§ WORK INSTRUCTIONS
Anywhere the string "GenerationEngine" shows up in the listing below, copy the line it is in.

§ THE DATA

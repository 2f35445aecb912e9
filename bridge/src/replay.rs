//! Replay guard
//!
//! Destination-chain transaction references are applied at most once.
//! The record is written inside the finalize handler, before the release
//! message is dispatched, so a re-entrant finalize for the same reference
//! observes it.

use cosmwasm_std::{StdResult, Storage};

use crate::state::{FinalizationRecord, FINALIZED};

/// Test-and-set in one step. Returns `true` if `source_tx` had not been seen
/// and is now recorded, `false` if it was already finalized (nothing written).
pub fn mark_and_check(
    storage: &mut dyn Storage,
    source_tx: &[u8],
    record: &FinalizationRecord,
) -> StdResult<bool> {
    if FINALIZED.has(storage, source_tx) {
        return Ok(false);
    }
    FINALIZED.save(storage, source_tx, record)?;
    Ok(true)
}

pub fn is_finalized(storage: &dyn Storage, source_tx: &[u8]) -> bool {
    FINALIZED.has(storage, source_tx)
}

pub fn load(storage: &dyn Storage, source_tx: &[u8]) -> StdResult<Option<FinalizationRecord>> {
    FINALIZED.may_load(storage, source_tx)
}
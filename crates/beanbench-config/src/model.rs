use schemars::JsonSchema;
use serde::{Deserialize, Serialize};

/// Contract version for generator config files.
pub const CONFIG_VERSION: &str = "0.1";

/// Half-open count range `[min, max)`; `min == max` pins the count.
#[derive(Debug, Clone, Copy, PartialEq, Eq, Serialize, Deserialize, JsonSchema)]
pub struct CountRange {
    pub min: u32,
    pub max: u32,
}

impl CountRange {
    pub const fn new(min: u32, max: u32) -> Self {
        Self { min, max }
    }

    pub const fn fixed(count: u32) -> Self {
        Self {
            min: count,
            max: count,
        }
    }
}

/// Probability of filling a reference field at each nesting level.
///
/// Nesting stops unconditionally at level 3.
#[derive(Debug, Clone, Copy, PartialEq, Serialize, Deserialize, JsonSchema)]
#[serde(default, deny_unknown_fields)]
pub struct FillRates {
    pub level0: f64,
    pub level1: f64,
    pub level2: f64,
}

impl FillRates {
    pub const fn uniform(rate: f64) -> Self {
        Self {
            level0: rate,
            level1: rate,
            level2: rate,
        }
    }

    pub fn for_level(&self, level: u32) -> Option<f64> {
        match level {
            0 => Some(self.level0),
            1 => Some(self.level1),
            2 => Some(self.level2),
            _ => None,
        }
    }

    pub fn levels(&self) -> [(u32, f64); 3] {
        [(0, self.level0), (1, self.level1), (2, self.level2)]
    }
}

impl Default for FillRates {
    fn default() -> Self {
        Self {
            level0: 0.8,
            level1: 0.5,
            level2: 0.25,
        }
    }
}

/// Package names used to qualify generated types.
#[derive(Debug, Clone, PartialEq, Eq, Serialize, Deserialize, JsonSchema)]
#[serde(default, deny_unknown_fields)]
pub struct Naming {
    pub beans_package: String,
    pub groups_package: String,
    pub base_package: String,
}

impl Default for Naming {
    fn default() -> Self {
        Self {
            beans_package: "bench.generated.beans".to_string(),
            groups_package: "bench.generated.groups".to_string(),
            base_package: "bench.generated".to_string(),
        }
    }
}

/// Canonical generator configuration.
#[derive(Debug, Clone, PartialEq, Serialize, Deserialize, JsonSchema)]
#[serde(default, deny_unknown_fields)]
pub struct GeneratorConfig {
    /// Contract version for the config format.
    pub config_version: String,
    /// Seed for reproducibility.
    pub seed: u64,
    /// Number of primary entities.
    pub entity_count: u32,
    /// Number of base entities used as inheritance roots.
    pub base_entity_count: u32,
    /// Basic fields per entity.
    pub basic_fields: CountRange,
    /// Reference fields per primary entity.
    pub reference_fields: CountRange,
    /// Number of validation groups available to the annotator.
    pub group_count: u32,
    /// Nested-instance fill rate per level.
    pub fill_rates: FillRates,
    /// Probability that an entity's field constraints are tagged with groups.
    pub group_probability: f64,
    /// Probability that a basic field starts with a valid value.
    pub valid_value_probability: f64,
    /// Probability that a primary entity extends a base entity.
    pub inheritance_probability: f64,
    pub naming: Naming,
}

impl Default for GeneratorConfig {
    fn default() -> Self {
        Self {
            config_version: CONFIG_VERSION.to_string(),
            seed: 1,
            entity_count: 30,
            base_entity_count: 5,
            basic_fields: CountRange::new(2, 8),
            reference_fields: CountRange::new(1, 4),
            group_count: 4,
            fill_rates: FillRates::default(),
            group_probability: 0.3,
            valid_value_probability: 0.8,
            inheritance_probability: 0.25,
            naming: Naming::default(),
        }
    }
}
//! Generator configuration contract and validation.

pub mod errors;
pub mod model;
pub mod schema;
pub mod validate;

pub use errors::{ConfigError, IssueSeverity, Result, ValidationIssue, ValidationReport};
pub use model::{CONFIG_VERSION, CountRange, FillRates, GeneratorConfig, Naming};
pub use schema::config_json_schema;
pub use validate::{load_config, parse_config_json, validate_config, validate_config_json};
mod registry;

use std::io::Write;
use std::path::PathBuf;
use std::time::Instant;

use beanbench_config::{
    ConfigError, GeneratorConfig, config_json_schema, load_config, validate_config,
};
use beanbench_generate::{Catalog, GenerationEngine, GenerationError};
use clap::{Args, Parser, Subcommand};
use registry::{RunContext, init_run_logging, start_run, write_report, write_snapshot};
use thiserror::Error;
use uuid::Uuid;

#[derive(Debug, Error)]
enum CliError {
    #[error("registry error: {0}")]
    Registry(#[from] registry::RegistryError),
    #[error("config error: {0}")]
    Config(#[from] ConfigError),
    #[error("generation error: {0}")]
    Generation(#[from] GenerationError),
    #[error("io error: {0}")]
    Io(#[from] std::io::Error),
    #[error("json error: {0}")]
    Json(#[from] serde_json::Error),
    #[error("invalid configuration: {0}")]
    InvalidConfig(String),
}

#[derive(Parser, Debug)]
#[command(name = "beanbench", version, about = "Seeded bean-graph generator")]
struct Cli {
    #[command(subcommand)]
    command: Command,
}

#[derive(Subcommand, Debug)]
enum Command {
    /// Generate a snapshot into a new run directory.
    Generate(GenerateArgs),
    /// Print the JSON Schema of the generator config.
    ConfigSchema(PrintArgs),
    /// Print the built-in constraint catalog.
    Catalog(CatalogArgs),
}

#[derive(Args, Debug)]
struct GenerateArgs {
    /// Config file (.toml or .json); defaults apply when omitted.
    #[arg(long)]
    config: Option<PathBuf>,
    /// Override the config seed.
    #[arg(long)]
    seed: Option<u64>,
    /// Output directory for runs.
    #[arg(long, default_value = "runs")]
    run_dir: PathBuf,
    /// Optional extra output path for snapshot.json.
    #[arg(long)]
    out: Option<PathBuf>,
}

#[derive(Args, Debug)]
struct PrintArgs {
    /// Write to a file instead of stdout.
    #[arg(long)]
    out: Option<PathBuf>,
}

#[derive(Args, Debug)]
struct CatalogArgs {
    /// Config file whose naming qualifies the constraint definitions.
    #[arg(long)]
    config: Option<PathBuf>,
    /// Write to a file instead of stdout.
    #[arg(long)]
    out: Option<PathBuf>,
}

fn main() -> Result<(), CliError> {
    let cli = Cli::parse();

    match cli.command {
        Command::Generate(args) => run_generate(args),
        Command::ConfigSchema(args) => emit_json(&config_json_schema(), args.out),
        Command::Catalog(args) => {
            let config = resolve_config(args.config.as_ref())?;
            emit_json(&Catalog::builtin(&config.naming), args.out)
        }
    }
}

fn run_generate(args: GenerateArgs) -> Result<(), CliError> {
    let GenerateArgs {
        config: config_path,
        seed,
        run_dir,
        out,
    } = args;

    let mut config = resolve_config(config_path.as_ref())?;
    if let Some(seed) = seed {
        config.seed = seed;
    }
    let report = validate_config(&config);
    if !report.is_ok() {
        return Err(CliError::InvalidConfig(report.summary()));
    }

    let run_id = Uuid::new_v4().to_string();
    let run_ctx = RunContext {
        run_id: run_id.clone(),
        started_at: chrono::Utc::now(),
        config_path,
        config: config.clone(),
        run_dir,
    };

    let run_paths = start_run(&run_ctx)?;
    init_run_logging(&run_paths.logs_path)?;

    tracing::info!(event = "run_started", run_id = %run_id, seed = config.seed);
    let timer = Instant::now();

    let result = GenerationEngine::with_builtin_catalog(config).run()?;

    let bytes = write_snapshot(&run_paths, &result.snapshot, out.as_deref())?;
    tracing::info!(
        event = "snapshot_written",
        path = %run_paths.snapshot_path.display(),
        bytes
    );

    write_report(&run_paths, &result.report)?;
    tracing::info!(event = "report_written", path = %run_paths.report_path.display());

    let duration_ms = timer.elapsed().as_millis() as u64;
    tracing::info!(
        event = "run_finished",
        status = "success",
        fingerprint = %result.report.fingerprint,
        duration_ms
    );

    println!("{}", run_paths.root.display());
    Ok(())
}

fn resolve_config(path: Option<&PathBuf>) -> Result<GeneratorConfig, CliError> {
    match path {
        Some(path) => Ok(load_config(path)?),
        None => Ok(GeneratorConfig::default()),
    }
}

fn emit_json<T: serde::Serialize>(value: &T, out: Option<PathBuf>) -> Result<(), CliError> {
    let mut rendered = serde_json::to_string_pretty(value)?;
    rendered.push('\n');
    match out {
        Some(path) => std::fs::write(path, rendered)?,
        None => std::io::stdout().write_all(rendered.as_bytes())?,
    }
    Ok(())
}
use std::fs;
use std::path::Path;

use jsonschema::JSONSchema;
use serde_json::Value;

use crate::errors::{ConfigError, Result, ValidationIssue, ValidationReport};
use crate::model::{CONFIG_VERSION, CountRange, GeneratorConfig};
use crate::schema::config_json_schema;

/// Validate a config JSON document against the config JSON Schema.
pub fn validate_config_json(config_json: &Value) -> Result<ValidationReport> {
    let schema = serde_json::to_value(config_json_schema())?;
    let compiled = JSONSchema::compile(&schema).map_err(|err| ConfigError::Schema(err.to_string()))?;

    let mut report = ValidationReport::default();

    if let Err(errors) = compiled.validate(config_json) {
        for error in errors {
            let path = normalized_json_pointer(&error.instance_path.to_string());
            report.push(ValidationIssue::error(
                "schema_violation",
                path,
                error.to_string(),
                None,
            ));
        }
    }

    Ok(report)
}

/// Check value ranges and cross-field consistency of a parsed config.
pub fn validate_config(config: &GeneratorConfig) -> ValidationReport {
    let mut report = ValidationReport::default();

    if config.config_version != CONFIG_VERSION {
        report.push(ValidationIssue::warning(
            "config_version_mismatch",
            "/config_version",
            format!(
                "config_version '{}' differs from supported '{CONFIG_VERSION}'",
                config.config_version
            ),
        ));
    }

    validate_count(&mut report, "/entity_count", config.entity_count);
    validate_count(&mut report, "/base_entity_count", config.base_entity_count);
    validate_range(&mut report, "/basic_fields", config.basic_fields);
    validate_range(&mut report, "/reference_fields", config.reference_fields);

    for (level, rate) in config.fill_rates.levels() {
        validate_probability(&mut report, &format!("/fill_rates/level{level}"), rate);
    }
    validate_probability(&mut report, "/group_probability", config.group_probability);
    validate_probability(
        &mut report,
        "/valid_value_probability",
        config.valid_value_probability,
    );
    validate_probability(
        &mut report,
        "/inheritance_probability",
        config.inheritance_probability,
    );

    if config.group_count == 0 && config.group_probability > 0.0 {
        report.push(ValidationIssue::error(
            "missing_groups",
            "/group_count",
            "group_probability is positive but no groups are configured",
            Some("set group_count >= 1 or group_probability = 0".to_string()),
        ));
    }

    let naming = &config.naming;
    for (path, value) in [
        ("/naming/beans_package", &naming.beans_package),
        ("/naming/groups_package", &naming.groups_package),
        ("/naming/base_package", &naming.base_package),
    ] {
        if value.trim().is_empty() {
            report.push(ValidationIssue::error(
                "empty_package",
                path,
                "package name must not be empty",
                None,
            ));
        }
    }

    if config.fill_rates.level0 == 0.0
        && (config.fill_rates.level1 > 0.0 || config.fill_rates.level2 > 0.0)
    {
        report.push(ValidationIssue::warning(
            "unreachable_fill_rate",
            "/fill_rates",
            "level0 fill rate is zero; deeper levels are never reached",
        ));
    }

    report
}

/// Parse a JSON config, checking it against the schema first.
pub fn parse_config_json(config_json: Value) -> Result<GeneratorConfig> {
    let structural = validate_config_json(&config_json)?;
    if !structural.is_ok() {
        return Err(ConfigError::Invalid(structural));
    }
    Ok(serde_json::from_value(config_json)?)
}

/// Load and validate a config from a `.toml` or `.json` file.
pub fn load_config(path: &Path) -> Result<GeneratorConfig> {
    let contents = fs::read_to_string(path)?;
    let extension = path
        .extension()
        .and_then(|ext| ext.to_str())
        .map(str::to_ascii_lowercase);

    let config = match extension.as_deref() {
        Some("toml") => toml::from_str::<GeneratorConfig>(&contents)?,
        Some("json") => parse_config_json(serde_json::from_str(&contents)?)?,
        other => {
            return Err(ConfigError::Format(
                other.unwrap_or("<none>").to_string(),
            ));
        }
    };

    let report = validate_config(&config);
    if !report.is_ok() {
        return Err(ConfigError::Invalid(report));
    }
    Ok(config)
}

fn validate_count(report: &mut ValidationReport, path: &str, value: u32) {
    if value == 0 {
        report.push(ValidationIssue::error(
            "non_positive_count",
            path,
            "count must be positive",
            None,
        ));
    }
}

fn validate_range(report: &mut ValidationReport, path: &str, range: CountRange) {
    if range.max == 0 {
        report.push(ValidationIssue::error(
            "non_positive_range",
            format!("{path}/max"),
            "range max must be positive",
            None,
        ));
    }
    if range.min > range.max {
        report.push(ValidationIssue::error(
            "invalid_range",
            path,
            format!("min {} exceeds max {}", range.min, range.max),
            Some("ranges are [min, max); use min == max to pin a count".to_string()),
        ));
    }
}

fn validate_probability(report: &mut ValidationReport, path: &str, value: f64) {
    if !(0.0..=1.0).contains(&value) {
        report.push(ValidationIssue::error(
            "probability_out_of_range",
            path,
            format!("probability {value} is outside [0, 1]"),
            None,
        ));
    }
}

fn normalized_json_pointer(pointer: &str) -> String {
    if pointer.is_empty() {
        "/".to_string()
    } else {
        pointer.to_string()
    }
}

#[cfg(test)]
mod tests {
    use super::*;
    use crate::model::FillRates;

    #[test]
    fn default_config_is_valid() {
        let report = validate_config(&GeneratorConfig::default());
        assert!(report.is_ok(), "{}", report.summary());
        assert!(report.warnings.is_empty());
    }

    #[test]
    fn reports_inverted_range_and_zero_counts() {
        let config = GeneratorConfig {
            entity_count: 0,
            basic_fields: CountRange::new(5, 2),
            ..GeneratorConfig::default()
        };
        let report = validate_config(&config);
        assert!(report.has_code("non_positive_count"));
        assert!(report.has_code("invalid_range"));
        assert_eq!(report.errors.len(), 2);
    }

    #[test]
    fn nan_probability_is_rejected() {
        let config = GeneratorConfig {
            fill_rates: FillRates::uniform(f64::NAN),
            ..GeneratorConfig::default()
        };
        let report = validate_config(&config);
        assert_eq!(
            report
                .errors
                .iter()
                .filter(|issue| issue.code == "probability_out_of_range")
                .count(),
            3
        );
    }

    #[test]
    fn groups_required_when_tagging_is_possible() {
        let config = GeneratorConfig {
            group_count: 0,
            group_probability: 0.5,
            ..GeneratorConfig::default()
        };
        assert!(validate_config(&config).has_code("missing_groups"));

        let config = GeneratorConfig {
            group_count: 0,
            group_probability: 0.0,
            ..GeneratorConfig::default()
        };
        assert!(validate_config(&config).is_ok());
    }
}
use std::fs::OpenOptions;
use std::io::{self, Write};
use std::path::Path;
use std::sync::{Arc, Mutex};

use tracing_subscriber::EnvFilter;
use tracing_subscriber::fmt::time::UtcTime;
use tracing_subscriber::fmt::writer::BoxMakeWriter;
use tracing_subscriber::prelude::*;

use super::{RegistryError, RegistryResult};

/// Install JSON logging into `path` plus a filtered human layer on stderr.
///
/// The stderr filter comes from `RUST_LOG` and defaults to `warn`.
pub fn init_run_logging(path: &Path) -> RegistryResult<()> {
    let file = OpenOptions::new().create(true).append(true).open(path)?;
    let file = Arc::new(Mutex::new(file));

    let make_writer = BoxMakeWriter::new(move || SharedWriter {
        file: Arc::clone(&file),
    });

    let json_layer = tracing_subscriber::fmt::layer()
        .json()
        .with_timer(UtcTime::rfc_3339())
        .with_writer(make_writer);

    let stderr_filter = EnvFilter::try_from_default_env().unwrap_or_else(|_| EnvFilter::new("warn"));
    let stderr_layer = tracing_subscriber::fmt::layer()
        .with_target(false)
        .with_writer(io::stderr)
        .with_filter(stderr_filter);

    tracing_subscriber::registry()
        .with(json_layer)
        .with(stderr_layer)
        .try_init()
        .map_err(|err| RegistryError::Logging(err.to_string()))?;

    Ok(())
}

struct SharedWriter {
    file: Arc<Mutex<std::fs::File>>,
}

impl Write for SharedWriter {
    fn write(&mut self, buf: &[u8]) -> io::Result<usize> {
        let mut file = self
            .file
            .lock()
            .map_err(|_| io::Error::other("log file lock poisoned"))?;
        file.write(buf)
    }

    fn flush(&mut self) -> io::Result<()> {
        let mut file = self
            .file
            .lock()
            .map_err(|_| io::Error::other("log file lock poisoned"))?;
        file.flush()
    }
}
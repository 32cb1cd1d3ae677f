use std::fmt;

use schemars::JsonSchema;
use serde::{Deserialize, Serialize};

/// Basic value type held by a generated field.
#[derive(
    Debug, Clone, Copy, PartialEq, Eq, PartialOrd, Ord, Hash, Serialize, Deserialize, JsonSchema,
)]
#[serde(rename_all = "snake_case")]
pub enum ValueType {
    /// Nullable string.
    Text,
    /// Nullable (boxed) integer.
    Integer,
    /// Primitive integer; cannot hold null.
    Int,
}

impl ValueType {
    /// Every value type, in the order random draws index into.
    pub const ALL: [ValueType; 3] = [ValueType::Text, ValueType::Integer, ValueType::Int];

    pub fn is_nullable(self) -> bool {
        !matches!(self, ValueType::Int)
    }

    pub fn as_str(self) -> &'static str {
        match self {
            ValueType::Text => "text",
            ValueType::Integer => "integer",
            ValueType::Int => "int",
        }
    }
}

impl fmt::Display for ValueType {
    fn fmt(&self, f: &mut fmt::Formatter<'_>) -> fmt::Result {
        f.write_str(self.as_str())
    }
}

/// Sample value stored in a constraint bundle and assigned to basic fields.
#[derive(Debug, Clone, PartialEq, Eq, Hash, Serialize, Deserialize, JsonSchema)]
#[serde(tag = "kind", content = "value", rename_all = "snake_case")]
pub enum SampleValue {
    Null,
    Text(String),
    Int(i64),
}

impl SampleValue {
    pub fn text(value: impl Into<String>) -> Self {
        SampleValue::Text(value.into())
    }

    pub fn is_null(&self) -> bool {
        matches!(self, SampleValue::Null)
    }

    pub fn as_str(&self) -> Option<&str> {
        match self {
            SampleValue::Text(value) => Some(value.as_str()),
            _ => None,
        }
    }

    pub fn as_i64(&self) -> Option<i64> {
        match self {
            SampleValue::Int(value) => Some(*value),
            _ => None,
        }
    }

    /// Whether the value can be stored in a field of `value_type`.
    pub fn fits(&self, value_type: ValueType) -> bool {
        match self {
            SampleValue::Null => value_type.is_nullable(),
            SampleValue::Text(_) => value_type == ValueType::Text,
            SampleValue::Int(_) => matches!(value_type, ValueType::Integer | ValueType::Int),
        }
    }
}

impl fmt::Display for SampleValue {
    fn fmt(&self, f: &mut fmt::Formatter<'_>) -> fmt::Result {
        match self {
            SampleValue::Null => f.write_str("null"),
            SampleValue::Text(value) => write!(f, "{value:?}"),
            SampleValue::Int(value) => write!(f, "{value}"),
        }
    }
}

/// Parameter value of a constraint descriptor.
#[derive(Debug, Clone, PartialEq, Eq, Serialize, Deserialize, JsonSchema)]
#[serde(tag = "kind", content = "value", rename_all = "snake_case")]
pub enum ParamValue {
    Bool(bool),
    Int(i64),
    Text(String),
    /// Qualified name of a generated type (group, entity, validator).
    TypeRef(String),
    Array(Vec<ParamValue>),
}

impl ParamValue {
    pub fn text(value: impl Into<String>) -> Self {
        ParamValue::Text(value.into())
    }

    pub fn type_ref(value: impl Into<String>) -> Self {
        ParamValue::TypeRef(value.into())
    }

    pub fn as_type_ref(&self) -> Option<&str> {
        match self {
            ParamValue::TypeRef(value) => Some(value.as_str()),
            _ => None,
        }
    }

    pub fn as_array(&self) -> Option<&[ParamValue]> {
        match self {
            ParamValue::Array(values) => Some(values.as_slice()),
            _ => None,
        }
    }
}

#[cfg(test)]
mod tests {
    use super::*;

    #[test]
    fn null_only_fits_nullable_types() {
        assert!(SampleValue::Null.fits(ValueType::Text));
        assert!(SampleValue::Null.fits(ValueType::Integer));
        assert!(!SampleValue::Null.fits(ValueType::Int));
        assert!(SampleValue::Int(3).fits(ValueType::Int));
        assert!(!SampleValue::text("good").fits(ValueType::Integer));
    }
}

§ WRITTEN ANSWER
use beanbench_generate::{Catalog, GenerationEngine, GenerationError};
    let result = GenerationEngine::with_builtin_catalog(config).run()?;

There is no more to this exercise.